LOSTLOSTLOSTLOST morgan and i are having a marathon.

* * *
i got a D on my chemistry test. but a B on my precalc. so whatever.
getting out of my car tonight, i shut my leg in the door. it started bleeding, but i guess my house does not carry band aids. battle scars.
i have a head ache and i'm watching the history channel. champaign tomorrow. hopefully i'll get a look at the campus and whatnot.
my dress came in today. i love getting packages in the mail.

current: green tea, big blanket, lost in austen.

* * *
after school, mike and i found skittles that are gelatin-free. i'm so glad. they're delicious. mango peeeeaccccch.
scholastic bowl was fun. i answered a question, hah.
i think i did well on my pre-calc quiz. but chemistry tomorrow is a lost hope.
i'm so hungry. hopefully i can find something to eat soon. i'm getting tired.
i hope my dress comes in the mail soon. i still need to pay william back for it. bleh, i need a job.
* * *
is sunday. but alas, my mood is rising, like the temperatures. yesterday was beautiful. i love winter. the sun is always brighter in winter. the snow makes everything clear.
justin and i are completely and totally happy. after the show last night, we came to an empty house. we made butter noodles, i made green tea, and we watched that 70s show wrapped up in a big blanket on my couch. my hair was up and he said he loved me.
i want to learn french, german, and russian. french, so when i'm reunited with my best friend, she'll be impressed and i'll get to speak HER language for once. i miss roxanne so so so much. i miss her french ass. german, because it's useful. growing up, my dad would teach me bits and pieces of german. i like it. russian, because i want to go to russia so badly. plus, it'd be entirely different.
justin and i watched "yes man" on friday. i love zooey deschannel. that movie inspired me (even though jim carey was in it, and i can't stand him) and now i'm just on top of the world.
i want to go to africa and play soccer with children. i want to climb mountains. big ones. i want to leave this city, and leave this state.

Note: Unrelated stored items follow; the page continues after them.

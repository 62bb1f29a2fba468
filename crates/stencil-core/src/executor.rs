//! Executors: the callables a call site installs and runs.
//!
//! An [`Executor`] is a shaped, type-erased function. Its shape is a
//! [`SiteSignature`]; the call site checks that shape against its own before
//! installing the executor. At run time the executor receives an
//! [`ExecContext`] holding the receiver policy, the templated string and the
//! arguments.
//!
//! ```
//! use stencil_core::{Dynamic, Executor, SiteSignature, ValueType};
//!
//! let shape = SiteSignature::new(ValueType::Int, [ValueType::Int, ValueType::Int]);
//! let add = Executor::new(shape, |ctx: &mut stencil_core::ExecContext<'_>| {
//!     let a: i64 = ctx.arg(0)?;
//!     let b: i64 = ctx.arg(1)?;
//!     Ok(Dynamic::Int(a + b))
//! });
//! assert_eq!(add.shape().arity(), 2);
//! ```

use std::fmt;
use std::sync::Arc;

use bitflags::bitflags;

use crate::convert::FromDynamic;
use crate::error::{ConversionError, PolicyError};
use crate::{Dynamic, Native, SiteSignature, TemplatePolicy, TemplatedString, ValueType};

bitflags! {
    /// How an executor was produced.
    #[derive(Debug, Clone, Copy, PartialEq, Eq, Hash)]
    pub struct ExecutorFlags: u8 {
        /// Delegates to `TemplatePolicy::apply`.
        const GENERIC = 1 << 0;
        /// Returns the same value on every call.
        const CONSTANT = 1 << 1;
        /// Returned by `TemplatePolicy::specialize`.
        const SPECIALIZED = 1 << 2;
        /// Result is checked against the call-site return type.
        const RETURN_CHECKED = 1 << 3;
    }
}

/// Trait for callables that can back an [`Executor`].
pub trait ExecutorFn: Send + Sync {
    fn call(&self, ctx: &mut ExecContext<'_>) -> Result<Dynamic, PolicyError>;
}

impl<F> ExecutorFn for F
where
    F: Fn(&mut ExecContext<'_>) -> Result<Dynamic, PolicyError> + Send + Sync,
{
    fn call(&self, ctx: &mut ExecContext<'_>) -> Result<Dynamic, PolicyError> {
        (self)(ctx)
    }
}

/// A shaped, shareable callable.
///
/// Cloning shares the underlying function.
#[derive(Clone)]
pub struct Executor {
    shape: SiteSignature,
    flags: ExecutorFlags,
    inner: Arc<dyn ExecutorFn>,
}

impl Executor {
    /// Create an executor from a callable with the given shape.
    pub fn new<F>(shape: SiteSignature, f: F) -> Self
    where
        F: Fn(&mut ExecContext<'_>) -> Result<Dynamic, PolicyError> + Send + Sync + 'static,
    {
        Self {
            shape,
            flags: ExecutorFlags::empty(),
            inner: Arc::new(f),
        }
    }

    /// An executor returning `value` on every call.
    ///
    /// Shared values (arrays, native values) keep their identity: every call
    /// returns the same instance.
    pub fn constant(shape: SiteSignature, value: Dynamic) -> Self {
        let mut executor = Self::new(shape, move |_: &mut ExecContext<'_>| Ok(value.clone()));
        executor.flags = ExecutorFlags::CONSTANT;
        executor
    }

    /// The generic executor: calls [`TemplatePolicy::apply`] with the
    /// arguments it is given.
    ///
    /// Call sites collect the varargs pack before running any executor, so
    /// on a varargs template `ctx.args()` already holds every argument
    /// coerced to the element type. `apply` may return any value, so the
    /// shape's return type is `Any`.
    pub fn eager(signature: &SiteSignature) -> Self {
        let shape = signature.clone().with_return_type(ValueType::Any);
        let mut executor = Self::new(shape, |ctx: &mut ExecContext<'_>| {
            ctx.policy().apply(ctx.templated(), ctx.args())
        });
        executor.flags = ExecutorFlags::GENERIC;
        executor
    }

    pub fn shape(&self) -> &SiteSignature {
        &self.shape
    }

    pub fn flags(&self) -> ExecutorFlags {
        self.flags
    }

    /// Add flags to this executor.
    ///
    /// [`ExecutorFlags::GENERIC`] belongs to [`Executor::eager`] alone and is
    /// ignored here, so a specialized executor can always be deoptimized.
    pub fn with_flags(mut self, flags: ExecutorFlags) -> Self {
        self.flags |= flags - ExecutorFlags::GENERIC;
        self
    }

    /// Same function, different shape.
    ///
    /// Only signature adaptation should call this, after checking that the
    /// function honors `shape`.
    pub fn reshaped(&self, shape: SiteSignature) -> Self {
        Self {
            shape,
            flags: self.flags,
            inner: Arc::clone(&self.inner),
        }
    }

    /// Run the executor.
    pub fn call(&self, ctx: &mut ExecContext<'_>) -> Result<Dynamic, PolicyError> {
        self.inner.call(ctx)
    }

    /// Whether both executors share the same function.
    pub fn ptr_eq(&self, other: &Executor) -> bool {
        Arc::ptr_eq(&self.inner, &other.inner)
    }
}

impl fmt::Debug for Executor {
    fn fmt(&self, f: &mut fmt::Formatter<'_>) -> fmt::Result {
        f.debug_struct("Executor")
            .field("shape", &self.shape)
            .field("flags", &self.flags)
            .finish_non_exhaustive()
    }
}

/// What an executor sees when it runs.
pub struct ExecContext<'a> {
    policy: &'a dyn TemplatePolicy,
    templated: &'a TemplatedString,
    args: &'a [Dynamic],
    deoptimize: bool,
}

impl<'a> ExecContext<'a> {
    pub fn new(
        policy: &'a dyn TemplatePolicy,
        templated: &'a TemplatedString,
        args: &'a [Dynamic],
    ) -> Self {
        Self {
            policy,
            templated,
            args,
            deoptimize: false,
        }
    }

    /// The receiver policy.
    pub fn policy(&self) -> &'a dyn TemplatePolicy {
        self.policy
    }

    /// The receiver policy as its concrete type.
    pub fn policy_as<P: TemplatePolicy>(&self) -> Option<&'a P> {
        self.policy.as_any().downcast_ref::<P>()
    }

    pub fn templated(&self) -> &'a TemplatedString {
        self.templated
    }

    pub fn args(&self) -> &'a [Dynamic] {
        self.args
    }

    pub fn arg_count(&self) -> usize {
        self.args.len()
    }

    /// Raw access to an argument.
    pub fn arg_slot(&self, index: usize) -> Result<&'a Dynamic, ConversionError> {
        self.args
            .get(index)
            .ok_or(ConversionError::ArgumentIndexOutOfBounds {
                index,
                count: self.args.len(),
            })
    }

    /// Typed access to an argument.
    pub fn arg<T: FromDynamic>(&self, index: usize) -> Result<T, ConversionError> {
        T::from_dynamic(self.arg_slot(index)?)
    }

    /// Borrow a host-value argument.
    pub fn arg_native<T: Native>(&self, index: usize) -> Result<&'a T, ConversionError> {
        let slot = self.arg_slot(index)?;
        slot.as_native::<T>().ok_or_else(|| ConversionError::TypeMismatch {
            expected: T::type_name().to_owned(),
            actual: slot.type_name().to_owned(),
        })
    }

    /// Ask the call site to drop this executor after the current call.
    ///
    /// The call still returns this executor's result. Later calls with the
    /// same policy type go through the generic executor.
    pub fn deoptimize(&mut self) {
        self.deoptimize = true;
    }

    pub fn deoptimize_requested(&self) -> bool {
        self.deoptimize
    }
}

impl fmt::Debug for ExecContext<'_> {
    fn fmt(&self, f: &mut fmt::Formatter<'_>) -> fmt::Result {
        f.debug_struct("ExecContext")
            .field("policy", &self.policy.policy_type())
            .field("arg_count", &self.args.len())
            .field("deoptimize", &self.deoptimize)
            .finish()
    }
}
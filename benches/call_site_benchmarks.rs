//! Performance benchmarks for stencil call sites.
//!
//! - Bootstrap: parsing and binding a call site
//! - Monomorphic: one policy type per site, eager vs specialized
//! - Polymorphic: guard chains of increasing length, and the megamorphic fallback
//! - JSON: re-parsing per call vs a specialized skeleton
//!
//! ## Profiling with Puffin
//!
//! ```bash
//! cargo bench --features profile-with-puffin -- --profile-time 5
//! ```

use criterion::{BenchmarkId, Criterion, criterion_group, criterion_main};
use std::hint::black_box;

use stencil::{
    CacheConfig, Dynamic, FromDynamic, JsonLiteral, JsonValue, PolicyError, SiteSignature,
    StringConcat, StringConcatOptimized, TemplatePolicy, TemplatedString, ValueType, args,
    bootstrap, bootstrap_sealed, bootstrap_with_config,
};

#[cfg(feature = "profile-with-puffin")]
static FRAME_VIEW: std::sync::OnceLock<puffin::GlobalFrameView> = std::sync::OnceLock::new();

/// Initialize puffin profiler.
#[cfg(feature = "profile-with-puffin")]
fn setup_profiler() {
    puffin::set_scopes_on(true);
    FRAME_VIEW.get_or_init(puffin::GlobalFrameView::default);
}

#[cfg(not(feature = "profile-with-puffin"))]
fn setup_profiler() {}

/// Call at the end of each benchmark iteration to flush profiling data.
#[cfg(feature = "profile-with-puffin")]
fn end_profiling_frame() {
    puffin::GlobalProfiler::lock().new_frame();
}

#[cfg(not(feature = "profile-with-puffin"))]
fn end_profiling_frame() {}

struct Tag<const N: i64>;

impl<const N: i64> TemplatePolicy for Tag<N> {
    fn apply(&self, _: &TemplatedString, args: &[Dynamic]) -> Result<Dynamic, PolicyError> {
        Ok(Dynamic::Int(N + i64::from_dynamic(&args[0])?))
    }
}

const NAME_AGE: &str = "name: \u{FFFC} age: \u{FFFC}";

fn concat_site() -> SiteSignature {
    SiteSignature::new(ValueType::String, [ValueType::String, ValueType::Int])
}

fn bootstrap_benchmarks(c: &mut Criterion) {
    setup_profiler();
    let mut group = c.benchmark_group("call_site/bootstrap");

    group.bench_function("concat", |b| {
        b.iter(|| {
            let site = bootstrap(concat_site(), None, black_box(NAME_AGE)).unwrap();
            end_profiling_frame();
            black_box(site)
        });
    });

    group.bench_function("first_call", |b| {
        b.iter(|| {
            let site = bootstrap(concat_site(), None, black_box(NAME_AGE)).unwrap();
            let text = site.invoke(&StringConcatOptimized, &args!["Bob", 24]).unwrap();
            end_profiling_frame();
            black_box(text)
        });
    });

    group.finish();
}

fn monomorphic_benchmarks(c: &mut Criterion) {
    setup_profiler();
    let mut group = c.benchmark_group("call_site/monomorphic");
    let args = args!["Bob", 24];

    let eager = bootstrap(concat_site(), None, NAME_AGE).unwrap();
    group.bench_function("concat_eager", |b| {
        b.iter(|| black_box(eager.invoke(&StringConcat, black_box(&args)).unwrap()));
    });

    let optimized = bootstrap(concat_site(), None, NAME_AGE).unwrap();
    group.bench_function("concat_specialized", |b| {
        b.iter(|| black_box(optimized.invoke(&StringConcatOptimized, black_box(&args)).unwrap()));
    });

    let sealed = bootstrap_sealed::<StringConcatOptimized>(concat_site(), None, NAME_AGE).unwrap();
    group.bench_function("concat_sealed", |b| {
        b.iter(|| black_box(sealed.invoke(&StringConcatOptimized, black_box(&args)).unwrap()));
    });

    group.finish();
    end_profiling_frame();
}

fn polymorphic_benchmarks(c: &mut Criterion) {
    setup_profiler();
    let mut group = c.benchmark_group("call_site/polymorphic");
    let policies: [&dyn TemplatePolicy; 8] = [
        &Tag::<1>, &Tag::<2>, &Tag::<3>, &Tag::<4>,
        &Tag::<5>, &Tag::<6>, &Tag::<7>, &Tag::<8>,
    ];
    let sig = SiteSignature::new(ValueType::Int, [ValueType::Int]);
    let args = args![10];

    for width in [1usize, 2, 4, 8] {
        let site = bootstrap(sig.clone(), None, "\u{FFFC}").unwrap();
        group.bench_with_input(BenchmarkId::new("chain", width), &width, |b, &width| {
            b.iter(|| {
                for policy in &policies[..width] {
                    black_box(site.invoke(*policy, black_box(&args)).unwrap());
                }
            });
        });
    }

    let config = CacheConfig::new().with_max_chain_length(2);
    let megamorphic = bootstrap_with_config(sig, None, "\u{FFFC}", config).unwrap();
    group.bench_function("megamorphic_8", |b| {
        b.iter(|| {
            for policy in &policies {
                black_box(megamorphic.invoke(*policy, black_box(&args)).unwrap());
            }
        });
    });

    group.finish();
    end_profiling_frame();
}

fn json_benchmarks(c: &mut Criterion) {
    setup_profiler();
    let mut group = c.benchmark_group("call_site/json");
    let template = "{\n  \"name\": \u{FFFC},\n  \"age\": \u{FFFC},\n  \"sex\": true\n}\n";
    let json = ValueType::native::<JsonValue>();
    let params = [ValueType::String, ValueType::Int];
    let args = args!["Bob", 77];

    let templated = TemplatedString::parse(template, json.clone(), None, &params).unwrap();
    group.bench_function("eager_apply", |b| {
        b.iter(|| black_box(JsonLiteral.apply(&templated, black_box(&args)).unwrap()));
    });

    let site = bootstrap(SiteSignature::new(json.clone(), params), None, template).unwrap();
    group.bench_function("specialized", |b| {
        b.iter(|| black_box(site.invoke(&JsonLiteral, black_box(&args)).unwrap()));
    });

    let constant = bootstrap(
        SiteSignature::new(json, []),
        None,
        "{ \"x\": 35.2, \"y\": 42.9 }",
    )
    .unwrap();
    group.bench_function("constant", |b| {
        b.iter(|| black_box(constant.invoke(&JsonLiteral, &[]).unwrap()));
    });

    group.finish();
    end_profiling_frame();
}

criterion_group!(
    benches,
    bootstrap_benchmarks,
    monomorphic_benchmarks,
    polymorphic_benchmarks,
    json_benchmarks
);
criterion_main!(benches);
//! Template policies for stencil call sites.
//!
//! - **concat** - [`StringConcat`] and its specializing twin [`StringConcatOptimized`]
//! - **json** - [`JsonLiteral`], building [`JsonValue`] trees from JSON templates
//!
//! Both work with any call site from `stencil-runtime`, or eagerly through
//! [`TemplatePolicy::apply`](stencil_core::TemplatePolicy::apply).

pub mod concat;
pub mod json;

pub use concat::{ConcatError, Recipe, StringConcat, StringConcatOptimized};
pub use json::{JsonError, JsonLiteral, JsonObject, JsonValue, Skeleton};
//! String concatenation policies.
//!
//! [`StringConcat`] interprets the template on every call.
//! [`StringConcatOptimized`] compiles it once per call site into a
//! [`Recipe`] of literal runs and argument slots.

use std::sync::Arc;

use stencil_core::{
    Dynamic, ExecContext, Executor, PolicyError, Segment, SiteSignature, TemplatePolicy,
    TemplatedString, ValueType,
};
use thiserror::Error;

#[derive(Debug, Clone, PartialEq, Eq, Error)]
pub enum ConcatError {
    #[error("template takes {expected} arguments, got {actual}")]
    ArgumentCount { expected: usize, actual: usize },
}

impl From<ConcatError> for PolicyError {
    fn from(error: ConcatError) -> Self {
        PolicyError::new(error)
    }
}

fn check_count(expected: usize, actual: usize) -> Result<(), ConcatError> {
    if expected == actual {
        Ok(())
    } else {
        Err(ConcatError::ArgumentCount { expected, actual })
    }
}

/// Concatenates text segments with the display form of each argument.
#[derive(Debug, Clone, Copy, Default)]
pub struct StringConcat;

impl TemplatePolicy for StringConcat {
    fn apply(&self, templated: &TemplatedString, args: &[Dynamic]) -> Result<Dynamic, PolicyError> {
        check_count(templated.parameter_count(), args.len())?;
        let mut out = String::with_capacity(templated.template().len());
        for segment in templated.segments() {
            match segment {
                Segment::Text(text) => out.push_str(text),
                Segment::Parameter(parameter) => {
                    push_value(&mut out, &args[parameter.index()]);
                }
            }
        }
        Ok(Dynamic::String(out))
    }
}

/// Like [`StringConcat`], but specializes each call site into a [`Recipe`].
#[derive(Debug, Clone, Copy, Default)]
pub struct StringConcatOptimized;

impl TemplatePolicy for StringConcatOptimized {
    fn apply(&self, templated: &TemplatedString, args: &[Dynamic]) -> Result<Dynamic, PolicyError> {
        Ok(Recipe::compile(templated).run(args)?)
    }

    fn specialize(
        &self,
        templated: &Arc<TemplatedString>,
        signature: &SiteSignature,
    ) -> Result<Option<Executor>, PolicyError> {
        let recipe = Recipe::compile(templated);
        let shape = signature.clone().with_return_type(ValueType::String);
        Ok(Some(Executor::new(shape, move |ctx: &mut ExecContext<'_>| {
            Ok(recipe.run(ctx.args())?)
        })))
    }
}

#[derive(Debug, Clone, PartialEq, Eq)]
enum Part {
    Literal(String),
    Arg(usize),
}

/// A template compiled into literal runs and argument slots.
#[derive(Debug, Clone, PartialEq, Eq)]
pub struct Recipe {
    parts: Vec<Part>,
    arity: usize,
    literal_len: usize,
}

impl Recipe {
    pub fn compile(templated: &TemplatedString) -> Self {
        let mut parts = Vec::new();
        let mut literal_len = 0;
        for segment in templated.segments() {
            match segment {
                Segment::Text(text) => {
                    literal_len += text.len();
                    parts.push(Part::Literal(text.to_owned()));
                }
                Segment::Parameter(parameter) => parts.push(Part::Arg(parameter.index())),
            }
        }
        Self {
            parts,
            arity: templated.parameter_count(),
            literal_len,
        }
    }

    pub fn arity(&self) -> usize {
        self.arity
    }

    pub fn run(&self, args: &[Dynamic]) -> Result<Dynamic, ConcatError> {
        check_count(self.arity, args.len())?;
        let mut out = String::with_capacity(self.literal_len + 8 * self.arity);
        for part in &self.parts {
            match part {
                Part::Literal(text) => out.push_str(text),
                Part::Arg(index) => push_value(&mut out, &args[*index]),
            }
        }
        Ok(Dynamic::String(out))
    }
}

fn push_value(out: &mut String, value: &Dynamic) {
    use std::fmt::Write;

    match value {
        Dynamic::String(s) => out.push_str(s),
        other => {
            let _ = write!(out, "{}", other);
        }
    }
}

#[cfg(test)]
mod tests {
    use super::*;

    fn templated() -> TemplatedString {
        TemplatedString::parse(
            "name: \u{FFFC} age: \u{FFFC}",
            ValueType::String,
            None,
            &[ValueType::String, ValueType::Int],
        )
        .unwrap()
    }

    fn bob() -> [Dynamic; 2] {
        [Dynamic::String("Bob".into()), Dynamic::Int(24)]
    }

    #[test]
    fn concat_apply() {
        let result = StringConcat.apply(&templated(), &bob()).unwrap();
        assert_eq!(result, Dynamic::String("name: Bob age: 24".into()));
    }

    #[test]
    fn concat_rejects_wrong_argument_count() {
        let err = StringConcat.apply(&templated(), &[]).unwrap_err();
        assert_eq!(
            err.downcast_ref::<ConcatError>(),
            Some(&ConcatError::ArgumentCount {
                expected: 2,
                actual: 0
            })
        );
        let three = [Dynamic::Null, Dynamic::Null, Dynamic::Null];
        assert!(StringConcat.apply(&templated(), &three).is_err());
    }

    #[test]
    fn recipe_matches_eager_concat() {
        let recipe = Recipe::compile(&templated());
        assert_eq!(recipe.arity(), 2);
        assert_eq!(
            recipe.run(&bob()).unwrap(),
            StringConcat.apply(&templated(), &bob()).unwrap()
        );
    }

    #[test]
    fn optimized_specialize_builds_string_executor() {
        let templated = Arc::new(templated());
        let sig = SiteSignature::new(ValueType::String, [ValueType::String, ValueType::Int]);
        let executor = StringConcatOptimized
            .specialize(&templated, &sig)
            .unwrap()
            .unwrap();
        assert_eq!(executor.shape(), &sig);

        let args = bob();
        let mut ctx = ExecContext::new(&StringConcatOptimized, &templated, &args);
        assert_eq!(
            executor.call(&mut ctx).unwrap(),
            Dynamic::String("name: Bob age: 24".into())
        );
    }

    #[test]
    fn non_string_arguments_use_display() {
        let templated = TemplatedString::parse(
            "\u{FFFC}/\u{FFFC}/\u{FFFC}",
            ValueType::String,
            None,
            &[ValueType::Bool, ValueType::Float, ValueType::Any],
        )
        .unwrap();
        let args = [Dynamic::Bool(true), Dynamic::Float(1.5), Dynamic::Null];
        assert_eq!(
            StringConcat.apply(&templated, &args).unwrap(),
            Dynamic::String("true/1.5/null".into())
        );
    }
}
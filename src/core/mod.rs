// LogScope - core/mod.rs
//
// Core export engine.
// Pure request logic plus the `SearchBackend` seam; no direct network or
// filesystem access. Output goes to any `AsyncWrite` sink.
// Must NOT depend on: app or platform.

pub mod backend;
pub mod export;
pub mod fields;
pub mod filter;
pub mod model;
pub mod query;
pub mod time;
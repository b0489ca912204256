// LogScope - platform/fs.rs
//
// Small async filesystem helpers used by the artifact store.

use std::io;
use std::path::Path;
use tokio::io::AsyncReadExt;

/// Read at most `max_bytes` from the start of a file.
///
/// Invalid UTF-8 (including a multi-byte sequence cut at the limit) is
/// replaced rather than rejected.
pub async fn read_prefix_lossy(path: &Path, max_bytes: usize) -> io::Result<String> {
    let file = tokio::fs::File::open(path).await?;
    let mut buf = Vec::with_capacity(max_bytes.min(64 * 1024));
    file.take(max_bytes as u64).read_to_end(&mut buf).await?;
    Ok(String::from_utf8_lossy(&buf).into_owned())
}

/// Delete a file. Returns `Ok(false)` if it was already gone.
pub async fn remove_if_exists(path: &Path) -> io::Result<bool> {
    match tokio::fs::remove_file(path).await {
        Ok(()) => Ok(true),
        Err(e) if e.kind() == io::ErrorKind::NotFound => Ok(false),
        Err(e) => Err(e),
    }
}
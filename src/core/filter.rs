// LogScope - core/filter.rs
//
// Merges a stored preset with request filters and turns the result into
// query clauses. All clauses are AND-combined by the backend query.
// Core layer: pure logic, no I/O.

use crate::core::model::{Clause, FilterValue, Filters, Preset};
use crate::util::constants::KEYWORD_SUFFIX;

/// Merge an optional preset with the explicit request filters.
///
/// The preset seeds `{preset.key: preset.values}`. Every key present in
/// `explicit` then replaces whatever the preset put there; values for the
/// same key are never unioned. Keys that end up without a value are absent.
pub fn build(explicit: &Filters, preset: Option<&Preset>) -> Filters {
    let mut merged = Filters::new();

    if let Some(preset) = preset {
        merged.insert_values(preset.key.clone(), preset.values.iter().cloned());
    }

    for (key, value) in explicit.iter() {
        merged.insert(key.clone(), value.clone());
    }

    merged
}

/// One clause per key: `Phrase` for a single value, `AnyOf` for several.
///
/// Clauses come out in the filters' sorted key order.
pub fn to_clauses(merged: &Filters) -> Vec<Clause> {
    merged
        .iter()
        .filter_map(|(key, value)| match value {
            FilterValue::Single(v) => Some(Clause::Phrase {
                key: key.clone(),
                value: v.clone(),
            }),
            FilterValue::Multi(vs) => match vs.as_slice() {
                [] => None,
                [only] => Some(Clause::Phrase {
                    key: key.clone(),
                    value: only.clone(),
                }),
                _ => Some(Clause::AnyOf {
                    key: key.clone(),
                    values: vs.clone(),
                }),
            },
        })
        .collect()
}

/// Drop the filter on `field` and on its `.keyword` sibling (or base field
/// when `field` is itself the keyword variant), so a suggestion for a field
/// is not narrowed by a filter on that same field.
pub fn without_field(filters: &Filters, field: &str) -> Filters {
    let base = field.strip_suffix(KEYWORD_SUFFIX).unwrap_or(field);
    let keyword = format!("{base}{KEYWORD_SUFFIX}");

    filters
        .iter()
        .filter(|(key, _)| key.as_str() != base && key.as_str() != keyword)
        .map(|(key, value)| (key.clone(), value.clone()))
        .collect()
}
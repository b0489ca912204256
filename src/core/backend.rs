// LogScope - core/backend.rs
//
// The seam between the export engine and the document search backend.
// The engine only talks to `SearchBackend`; the real HTTP implementation
// lives in platform::es and tests plug in in-process fakes.
//
// Every call is an async suspension point. A backend value is built per
// request by a `Connector` and dropped when the request ends, so no
// connection parameters are ever shared between concurrent requests.

use crate::util::error::TransportError;
use async_trait::async_trait;
use serde::Deserialize;
use serde_json::{Map, Value};
use std::collections::HashMap;

/// Where and how to connect for one request. Immutable once built.
#[derive(Clone, PartialEq, Eq)]
pub struct ConnectionTarget {
    /// Base URL including scheme, e.g. `http://es:9200`.
    pub host: String,
    /// Optional API key sent as `Authorization: ApiKey <key>`.
    pub api_key: Option<String>,
}

// The api key must never reach log output.
impl std::fmt::Debug for ConnectionTarget {
    fn fmt(&self, f: &mut std::fmt::Formatter<'_>) -> std::fmt::Result {
        f.debug_struct("ConnectionTarget")
            .field("host", &self.host)
            .field("api_key", &self.api_key.as_ref().map(|_| "<redacted>"))
            .finish()
    }
}

/// One matched document.
#[derive(Debug, Clone, Default, Deserialize)]
pub struct Hit {
    #[serde(rename = "_source", default)]
    pub source: Map<String, Value>,
}

impl Hit {
    /// Text of `field` as one output line: strings verbatim, other JSON
    /// values rendered as JSON, absent/null as the empty string.
    pub fn text(&self, field: &str) -> String {
        match self.source.get(field) {
            None | Some(Value::Null) => String::new(),
            Some(Value::String(s)) => s.clone(),
            Some(other) => other.to_string(),
        }
    }
}

/// One page of a scroll. `scroll_id` is the handle for the next page.
#[derive(Debug, Clone, Default)]
pub struct ScrollPage {
    pub scroll_id: Option<String>,
    pub hits: Vec<Hit>,
}

/// Capability of one field for one mapped type.
#[derive(Debug, Clone, Default, Deserialize)]
pub struct FieldCapability {
    #[serde(default)]
    pub aggregatable: bool,
}

/// Field name → mapped type → capability, as reported by the backend.
pub type FieldCaps = HashMap<String, HashMap<String, FieldCapability>>;

#[async_trait]
pub trait SearchBackend: Send + Sync {
    /// Aggregatability metadata for `fields` across `index`.
    async fn field_caps(&self, index: &str, fields: &[String])
        -> Result<FieldCaps, TransportError>;

    /// Run `body` against `index` and open a scroll cursor on the result.
    async fn open_scroll(
        &self,
        index: &str,
        body: &Value,
        page_size: usize,
        keep_alive: &str,
    ) -> Result<ScrollPage, TransportError>;

    /// Fetch the page after the one `scroll_id` points at.
    async fn scroll(&self, scroll_id: &str, keep_alive: &str)
        -> Result<ScrollPage, TransportError>;

    /// Release a scroll cursor on the backend.
    async fn clear_scroll(&self, scroll_id: &str) -> Result<(), TransportError>;

    /// Single non-paginated search; returns the raw response body.
    async fn search(&self, index: &str, body: &Value) -> Result<Value, TransportError>;
}

/// Builds a fresh, request-scoped backend handle.
pub trait Connector: Send + Sync {
    fn connect(&self, target: &ConnectionTarget)
        -> Result<Box<dyn SearchBackend>, TransportError>;
}

#[cfg(test)]
mod tests {
    use super::*;
    use serde_json::json;

    fn hit(source: Value) -> Hit {
        serde_json::from_value(json!({ "_source": source })).unwrap()
    }

    #[test]
    fn test_hit_text_variants() {
        assert_eq!(hit(json!({"message": "boot ok"})).text("message"), "boot ok");
        assert_eq!(hit(json!({"other": 1})).text("message"), "");
        assert_eq!(hit(json!({"message": null})).text("message"), "");
        assert_eq!(hit(json!({"message": 42})).text("message"), "42");
    }

    #[test]
    fn test_hit_without_source_is_empty() {
        let h: Hit = serde_json::from_value(json!({"_id": "1"})).unwrap();
        assert_eq!(h.text("message"), "");
    }

    #[test]
    fn test_connection_target_debug_redacts_key() {
        let target = ConnectionTarget {
            host: "http://es:9200".into(),
            api_key: Some("c2VjcmV0".into()),
        };
        let shown = format!("{target:?}");
        assert!(shown.contains("http://es:9200"));
        assert!(!shown.contains("c2VjcmV0"));
    }
}
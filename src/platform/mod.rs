// LogScope - platform/mod.rs
//
// Platform layer: config file and directory resolution, filesystem helpers,
// and the Elasticsearch implementation of the core `SearchBackend` seam.
// Dependencies: core (backend trait and model types), util.
// Must NOT depend on: app.

pub mod config;
pub mod es;
pub mod fs;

i can't sleep in past eight thirty anymore. but i like being a morning person. i want to see punkin pie and peter, paul, and mary and mr. flink. i want to live in a castle and a cottage and a car. i want to soak in culture and love the rest of my life.

livejournal is just for sappy little girls. get out and live.

Current Music:
punkin pie
* * *
i've been coughing up a lung. sometimes i like having in cold, but i feel bad for disrupting my classmates. i am constantly coughing. if they're anything like me, a person coughing is the most annoying thing. ugh.
i've decided i'm not drinking soda this year. water is going to be my main liquid source. i never even drink milk, and i only drink juices on occasion. so it will be fairly easy.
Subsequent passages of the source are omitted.